P3-195: Stereological study on neuroglial cells in the inferior olivary nucleus in normal aging and in Alzheimer disease

Abstract

It is likely that neuronal loss occurs in certain brain regions in Alzheimer Disease (AD) without any neurofibrillary pathology. In the human, principal inferior olivary nucleus (PO) displays no NFTs in sporadic AD cases, but diffuse amyloid–plaques can be seen in affected individuals in relation to Braak staging. We have shown that neuronal loss is about 34% (Lasn, JAD, 2001), but the fate of neuroglial cells is unknown. Since the unique network of neurons and neuroglial cells and their cohabitation are essential for normal functioning in CNS, it is likely that an imbalance in one of these cell groups perturbs this morphofunctional network. The aim of this study is to estimate the total number of oligodendrocytes and astrocytes in human PO to obtain unbiased and comparable results.

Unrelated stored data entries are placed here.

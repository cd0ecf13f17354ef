use thiserror::Error;

#[derive(Error, Debug)]
pub enum Error {
  /// Two states share a name, either under the same parent or anywhere in the
  /// tree (every name must be unique in the machine-wide index).
  #[error("duplicate state name [{0}]")]
  DuplicateName(String),

  #[error("initial state [{initial}] is not a child of [{state}]")]
  InitialNotFound { state: String, initial: String },

  /// The two-step local search (children of the declaring state, then
  /// children of its parent) came up empty for a symbolic target.
  #[error("target [{target}] not found in [{state}]")]
  TargetNotFound { target: String, state: String },

  #[error("dispatch called before start()")]
  NotStarted,

  #[error("action [{0}] is not registered")]
  MissingAction(String),

  #[error("guard [{0}] is not registered")]
  MissingGuard(String),

  #[error("action [{name}] failed: {source}")]
  ActionFailed {
    name: String,
    #[source]
    source: anyhow::Error,
  },

  #[error("guard [{name}] failed: {source}")]
  GuardFailed {
    name: String,
    #[source]
    source: anyhow::Error,
  },
}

The study is based on 10 control and 11 post–mortem AD human brains from Huddinge Brain Bank. The sections were stained with cresyl–violet. An unbiased design–based fractionator method was applied. We found significant oligodendroglial cell loss (46%) in AD as compared to control brains, while the total number of astrocytes remains unaffected. It is likely that the ratio of oligodendroglial cells to neurons is unchanged even in degenerative states, indicating that oligodendroglial cells parallel neuronal loss. Astroglial cells did not display astrocytosis, as often reported in other regions affected by neurofibrillary tangles and neuritic plaques. Using novel unbiased quantitative methods, we were able to estimate accurately neuronal and oligodendroglial loss in the PO. It is recognized that the proximity of oligodendroglial cells to neurons plays an important role in neuronal survival. It is still unclear which cell group degenerates first in AD. Some recent data suggest that oligodendrocytes are more vulnerable to amyloid toxicity.